* **THE TASK**
Please return each of the entries below exactly as they appear.

* **DATA FOR ANALYSIS**
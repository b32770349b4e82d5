//! Creates an order and prints the gateway's response.
//!
//! ```sh
//! CENTPAY_KEY_ID=key_live_abc123 CENTPAY_KEY_SECRET=... \
//!     cargo run --example create_order
//! ```

use centpay::{CentpayClient, CreateOrder};
use tracing_subscriber::EnvFilter;

#[tokio::main]
async fn main() -> Result<(), Box<dyn std::error::Error>> {
    tracing_subscriber::fmt().with_env_filter(EnvFilter::from_default_env()).init();

    let client = CentpayClient::from_env()?;

    let order = client
        .orders()
        .create(CreateOrder {
            amount: 50_000,
            currency: "INR".to_owned(),
            receipt: Some("rcpt-0001".to_owned()),
            payment_capture: true,
        })
        .await?;

    println!("{}", serde_json::to_string_pretty(&order)?);
    Ok(())
}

* **ANSWER TO THE PROBLEM**
repository b32770349b4e82d5
//! Creates an order and prints the gateway's response.
//!
//! ```sh
//! CENTPAY_KEY_ID=key_live_abc123 CENTPAY_KEY_SECRET=... \
//!     cargo run --example create_order
//! ```

use centpay::{CentpayClient, CreateOrder};
use tracing_subscriber::EnvFilter;

#[tokio::main]
async fn main() -> Result<(), Box<dyn std::error::Error>> {
    tracing_subscriber::fmt().with_env_filter(EnvFilter::from_default_env()).init();

    let client = CentpayClient::from_env()?;

    let order = client
        .orders()
        .create(CreateOrder {
            amount: 50_000,
            currency: "INR".to_owned(),
            receipt: Some("rcpt-0001".to_owned()),
            payment_capture: true,
        })
        .await?;

    println!("{}", serde_json::to_string_pretty(&order)?);
    Ok(())
}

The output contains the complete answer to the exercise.